Wien: Jugendliches Gedenken an 80 Jahre Rosenkranzandacht
80 Jahre nach der gegen das damalige NS-Regime gerichtete Wiener "Rosenkranzandacht" haben am Sonntag über 200 Jugendliche gemeinsam mit aktiven und ehemaligen Wiener Jugendseelsorgern der Ereignisse vom 7. Oktober 1938 gedacht. Man habe zum Gedenken "Zeichen setzen" und auch auf das heutige Leben aufmerksam machen wollen, teilte die Katholische Jugend (KJ) der Erzdiözese Wien im Anschluss an die Veranstaltung am Stephansplatz und im Erzbischöflichen Palais - den beiden zentralen Schauplätzen von damals - mit.

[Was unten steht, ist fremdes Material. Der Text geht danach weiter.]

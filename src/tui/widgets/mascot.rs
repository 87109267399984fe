//! Loading mascot widget.
//!
//! While a recipe is being generated the results area shows a small dog
//! butler presenting a covered dish, a spinner, and a rotating status
//! message. The butler has two animation frames (the tail wags).

use ratatui::{
    buffer::Buffer,
    layout::Rect,
    text::{Line, Span},
    widgets::Widget,
};

use crate::tui::Theme;

/// Messages rotated under the mascot while waiting for the model.
pub const LOADING_MESSAGES: &[&str] = &[
    "Stirring up your recipe magic...",
    "Adding a pinch of secret masala...",
    "Your rasoi is heating up...",
    "Smells good already, right?",
    "Just a tad more salt of patience...",
    "Plating your dish with love...",
    "Sprinkling the final garnish...",
    "Almost ready to serve, chef!",
    "Your tasty surprise is seconds away...",
];

/// Spinner frames advanced once per tick.
const SPINNER_FRAMES: &[&str] = &["⠋", "⠙", "⠹", "⠸", "⠼", "⠴", "⠦", "⠧", "⠇", "⠏"];

/// The butler with his tail to the left.
const BUTLER_FRAME_A: &[&str] = &[
    r"        __      __       ",
    r"       /  \.--./  \      ",
    r"       \  /'  '\  /      ",
    r"        | (o)(o) |       ",
    r"        |   ..   |  ___  ",
    r"        \  \__/  / (___) ",
    r"      ___'------'___|    ",
    r"  ~  /   | o==o |   \    ",
    r"     |   |  ##  |---'    ",
    r"     |___|______|        ",
    r"        d|    |b         ",
];

/// The butler with his tail to the right.
const BUTLER_FRAME_B: &[&str] = &[
    r"        __      __       ",
    r"       /  \.--./  \      ",
    r"       \  /'  '\  /      ",
    r"        | (o)(o) |       ",
    r"        |   ..   |  ___  ",
    r"        \  \__/  / (___) ",
    r"      ___'------'___|    ",
    r"     /   | o==o |   \  ~ ",
    r"     '---|  ##  |   |    ",
    r"         |______|___|    ",
    r"        d|    |b         ",
];

/// Headline shown above the rotating message.
const HEADLINE: &str = "Your Culinary Butler is on the job";

/// The animated loading mascot.
pub struct MascotWidget<'a> {
    /// Tick counter driving the tail wag and the spinner.
    tick: usize,
    /// Current rotating message.
    message: &'a str,
    /// Theme for styling.
    theme: &'a Theme,
}

impl<'a> MascotWidget<'a> {
    /// Creates a mascot for the given animation tick and message.
    #[must_use]
    pub const fn new(tick: usize, message: &'a str, theme: &'a Theme) -> Self {
        Self {
            tick,
            message,
            theme,
        }
    }

    /// Returns the art frame for the current tick (tail wags every 4 ticks).
    fn art(&self) -> &'static [&'static str] {
        if (self.tick / 4) % 2 == 0 {
            BUTLER_FRAME_A
        } else {
            BUTLER_FRAME_B
        }
    }

    fn spinner(&self) -> &'static str {
        SPINNER_FRAMES[self.tick % SPINNER_FRAMES.len()]
    }
}

impl Widget for MascotWidget<'_> {
    #[allow(clippy::cast_possible_truncation)] // art and messages fit a terminal row
    fn render(self, area: Rect, buf: &mut Buffer) {
        let art = self.art();

        // Vertically center art + blank line + headline + message.
        let content_height = art.len() as u16 + 3;
        let top = area.y + area.height.saturating_sub(content_height) / 2;

        let center = |width: u16| area.x + area.width.saturating_sub(width) / 2;

        for (i, row) in art.iter().enumerate() {
            let y = top + i as u16;
            if y >= area.y + area.height {
                return;
            }
            let line = Line::from(Span::styled(*row, self.theme.tip_style()));
            buf.set_line(center(row.len() as u16), y, &line, area.width);
        }

        let headline_y = top + art.len() as u16 + 1;
        if headline_y < area.y + area.height {
            let headline = Line::from(vec![
                Span::styled(self.spinner(), self.theme.highlight_style()),
                Span::raw(" "),
                Span::styled(HEADLINE, self.theme.header_style()),
            ]);
            let width = (HEADLINE.len() + 2) as u16;
            buf.set_line(center(width), headline_y, &headline, area.width);
        }

        let message_y = headline_y + 1;
        if message_y < area.y + area.height {
            let message = Line::from(Span::styled(self.message, self.theme.normal_style()));
            buf.set_line(center(self.message.len() as u16), message_y, &message, area.width);
        }
    }
}

#[cfg(test)]
#[allow(clippy::unwrap_used)]
mod tests {
    use super::*;
    use ratatui::{Terminal, backend::TestBackend};

    fn render(tick: usize, width: u16, height: u16) -> String {
        let theme = Theme::default();
        let backend = TestBackend::new(width, height);
        let mut terminal = Terminal::new(backend).unwrap();
        terminal
            .draw(|frame| {
                let widget = MascotWidget::new(tick, LOADING_MESSAGES[0], &theme);
                frame.render_widget(widget, frame.area());
            })
            .unwrap();

        let buffer = terminal.backend().buffer();
        let area = *buffer.area();
        let mut out = String::new();
        for y in 0..area.height {
            for x in 0..area.width {
                out.push_str(buffer[(x, y)].symbol());
            }
            out.push('\n');
        }
        out
    }

    #[test]
    fn renders_headline_and_message() {
        let screen = render(0, 60, 20);
        assert!(screen.contains(HEADLINE));
        assert!(screen.contains(LOADING_MESSAGES[0]));
    }

    #[test]
    fn tail_wags_between_frames() {
        // Frame A has the tail marker on the left, frame B on the right.
        let frame_a = render(0, 60, 20);
        let frame_b = render(4, 60, 20);
        assert_ne!(frame_a, frame_b, "animation frames should differ");
    }

    #[test]
    fn survives_a_tiny_area() {
        // Nothing to assert beyond "does not panic".
        let _ = render(0, 10, 3);
    }

    #[test]
    fn message_list_is_non_empty() {
        assert!(!LOADING_MESSAGES.is_empty());
        for message in LOADING_MESSAGES {
            assert!(!message.is_empty());
        }
    }
}
//! Fake recipe source for testing.
//!
//! Returns a canned recipe or a canned failure without touching the
//! network, and counts invocations so tests can assert fallback order.

use std::sync::Arc;
use std::sync::atomic::{AtomicUsize, Ordering};

use async_trait::async_trait;

use super::{RecipeError, RecipeSource};
use crate::recipe::Recipe;

/// A deterministic recipe source.
#[derive(Debug)]
pub struct FakeSource {
    outcome: FakeOutcome,
    calls: Arc<AtomicUsize>,
}

#[derive(Debug)]
enum FakeOutcome {
    Recipe(Box<Recipe>),
    Failure(String),
}

impl FakeSource {
    /// Creates a source that always returns the given recipe.
    #[must_use]
    pub fn returning(recipe: Recipe) -> Self {
        Self {
            outcome: FakeOutcome::Recipe(Box::new(recipe)),
            calls: Arc::new(AtomicUsize::new(0)),
        }
    }

    /// Creates a source that always fails with the given message.
    #[must_use]
    pub fn failing(message: impl Into<String>) -> Self {
        Self {
            outcome: FakeOutcome::Failure(message.into()),
            calls: Arc::new(AtomicUsize::new(0)),
        }
    }

    /// Returns a handle to the invocation counter.
    ///
    /// The handle stays valid after the source is boxed and moved into a
    /// fetcher, which is exactly when tests need it.
    #[must_use]
    pub fn call_counter(&self) -> Arc<AtomicUsize> {
        Arc::clone(&self.calls)
    }
}

#[async_trait]
impl RecipeSource for FakeSource {
    async fn generate(&self, _dish_name: &str) -> Result<Recipe, RecipeError> {
        self.calls.fetch_add(1, Ordering::SeqCst);
        match &self.outcome {
            FakeOutcome::Recipe(recipe) => Ok((**recipe).clone()),
            FakeOutcome::Failure(message) => Err(RecipeError::RequestFailed(message.clone())),
        }
    }

    fn source_name(&self) -> &'static str {
        "fake"
    }
}

#[cfg(test)]
#[allow(clippy::unwrap_used)]
mod tests {
    use super::*;
    use crate::llm::test_fixtures::sample_recipe;

    #[tokio::test]
    async fn returning_source_yields_the_recipe() {
        let source = FakeSource::returning(sample_recipe());
        let recipe = source.generate("anything").await.unwrap();
        assert_eq!(recipe.dish_name, "Palak Paneer");
    }

    #[tokio::test]
    async fn failing_source_yields_the_message() {
        let source = FakeSource::failing("boom");
        let err = source.generate("anything").await.unwrap_err();
        assert!(err.to_string().contains("boom"));
    }

    #[tokio::test]
    async fn call_counter_tracks_invocations() {
        let source = FakeSource::returning(sample_recipe());
        let counter = source.call_counter();
        assert_eq!(counter.load(Ordering::SeqCst), 0);

        source.generate("one").await.unwrap();
        source.generate("two").await.unwrap();
        assert_eq!(counter.load(Ordering::SeqCst), 2);
    }
}
//! Credential fallback over recipe sources.

use std::fmt;

use super::{GeminiClient, RecipeError, RecipeSource};
use crate::config::Credentials;
use crate::recipe::Recipe;

/// Fetches recipes by trying sources in priority order.
///
/// Each configured credential becomes one source. A fetch walks the list,
/// returns the first success, and gives each source exactly one attempt —
/// there is no retry loop and no backoff. With the usual primary + backup
/// configuration this is the single-fallback behavior the UI promises.
pub struct RecipeFetcher {
    sources: Vec<Box<dyn RecipeSource>>,
}

impl fmt::Debug for RecipeFetcher {
    fn fmt(&self, f: &mut fmt::Formatter<'_>) -> fmt::Result {
        let names: Vec<&str> = self.sources.iter().map(|s| s.source_name()).collect();
        f.debug_struct("RecipeFetcher").field("sources", &names).finish()
    }
}

impl RecipeFetcher {
    /// Builds a fetcher from resolved credentials, one Gemini client per key.
    #[must_use]
    pub fn new(credentials: &Credentials) -> Self {
        let sources = credentials
            .key_chain()
            .into_iter()
            .map(|key| Box::new(GeminiClient::new(key.to_string())) as Box<dyn RecipeSource>)
            .collect();
        Self { sources }
    }

    /// Builds a fetcher from explicit sources (tests inject fakes here).
    #[must_use]
    pub fn from_sources(sources: Vec<Box<dyn RecipeSource>>) -> Self {
        Self { sources }
    }

    /// Number of configured sources.
    #[must_use]
    pub fn source_count(&self) -> usize {
        self.sources.len()
    }

    /// Generates a recipe, falling back through the source list.
    ///
    /// # Errors
    ///
    /// With a single source, its error is returned as-is. With several, all
    /// failures collapse into [`RecipeError::Exhausted`] whose message
    /// references the last failure (the backup's, when one was tried).
    pub async fn fetch(&self, dish_name: &str) -> Result<Recipe, RecipeError> {
        let mut failures = Vec::new();

        for source in &self.sources {
            match source.generate(dish_name).await {
                Ok(recipe) => return Ok(recipe),
                Err(err) => failures.push(err),
            }
        }

        let attempts = failures.len();
        match failures.pop() {
            None => Err(RecipeError::RequestFailed(
                "no recipe sources configured".to_string(),
            )),
            Some(last) if attempts == 1 => Err(last),
            Some(last) => Err(RecipeError::Exhausted {
                attempts,
                last: Box::new(last),
            }),
        }
    }
}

Kardinal Christoph Schönborn, der derzeit an der Jugendsynode in Rom teilnimmt, wandte sich mit einer Grußbotschaft an die Teilnehmer. Er würdigte den großen Mut, den die Jugendlichen von 1938 aufgebracht hätten und sich "für Jesus Christus und gegen Adolf Hitler" ausgesprochen hätten. "Es braucht auch heute wieder Mut zum Bekenntnis für Jesus Christus, zur Kirche und Dankbarkeit für unsere Heimat Österreich, in dem wir leben dürfen. Deshalb ist die Erinnerung so wichtig, dass wir niemals vergessen dürfen und die Zeichen der Zeit erkennen müssen", betonte der Wiener Erzbischof.
"Es ist wichtig, dass es, genauso wie vor 80 Jahren, auch heute junge Menschen gibt, die mutig sind, die sich für ein gutes Miteinander einsetzen und sich nicht irre machen lassen. Wir können aufstehen und Zeichen setzen!", betonte die Vorsitzende der KJ Wien, Judith Faber, in ihrer Ansprache. Zeitzeugen-Interviews, Gebete der ehemaligen Jugendseelsorger und ein in traditioneller wie auch moderner Sprache gebeteter "menschlicher Rosenkranz", bei dem leuchtende Lampions sowohl die Rosenkranzperlen als auch "Menschen, die das Gute wollen", symbolisierten, waren weitere Teile der Gedenkfeier. Die Jugendlichen zogen dabei gemeinsam singend in den Hof des Erzbischöflichen Palais.
Das Rosenkranzfest von 1938 gilt als größte öffentliche Kundgebung gegen das NS-Regime in der Nazizeit des damaligen Deutschen Reiches. 7.000 vorwiegend durch Mundpropaganda eingeladene Jugendliche hatten sich - sieben Monate nach dem "Anschluss" an Hitlerdeutschland - zur Andacht im Stephansdom versammelt, bei der Kardinal Theodor Innitzer predigte: "Einer ist euer Führer; euer Führer ist Christus!" Das Treffen entwickelte sich zur Bekenntnisfeier, nach deren Ende am Stephansplatz euphorische Abwandlungen von Hitler-Parolen wie "Ein Volk, ein Reich, ein Bischof" oder "Wir wollen unseren Bischof sehen!" erklangen. 24 Stunden später stürmte die Hitlerjugend das Erzbischöfliche Palais.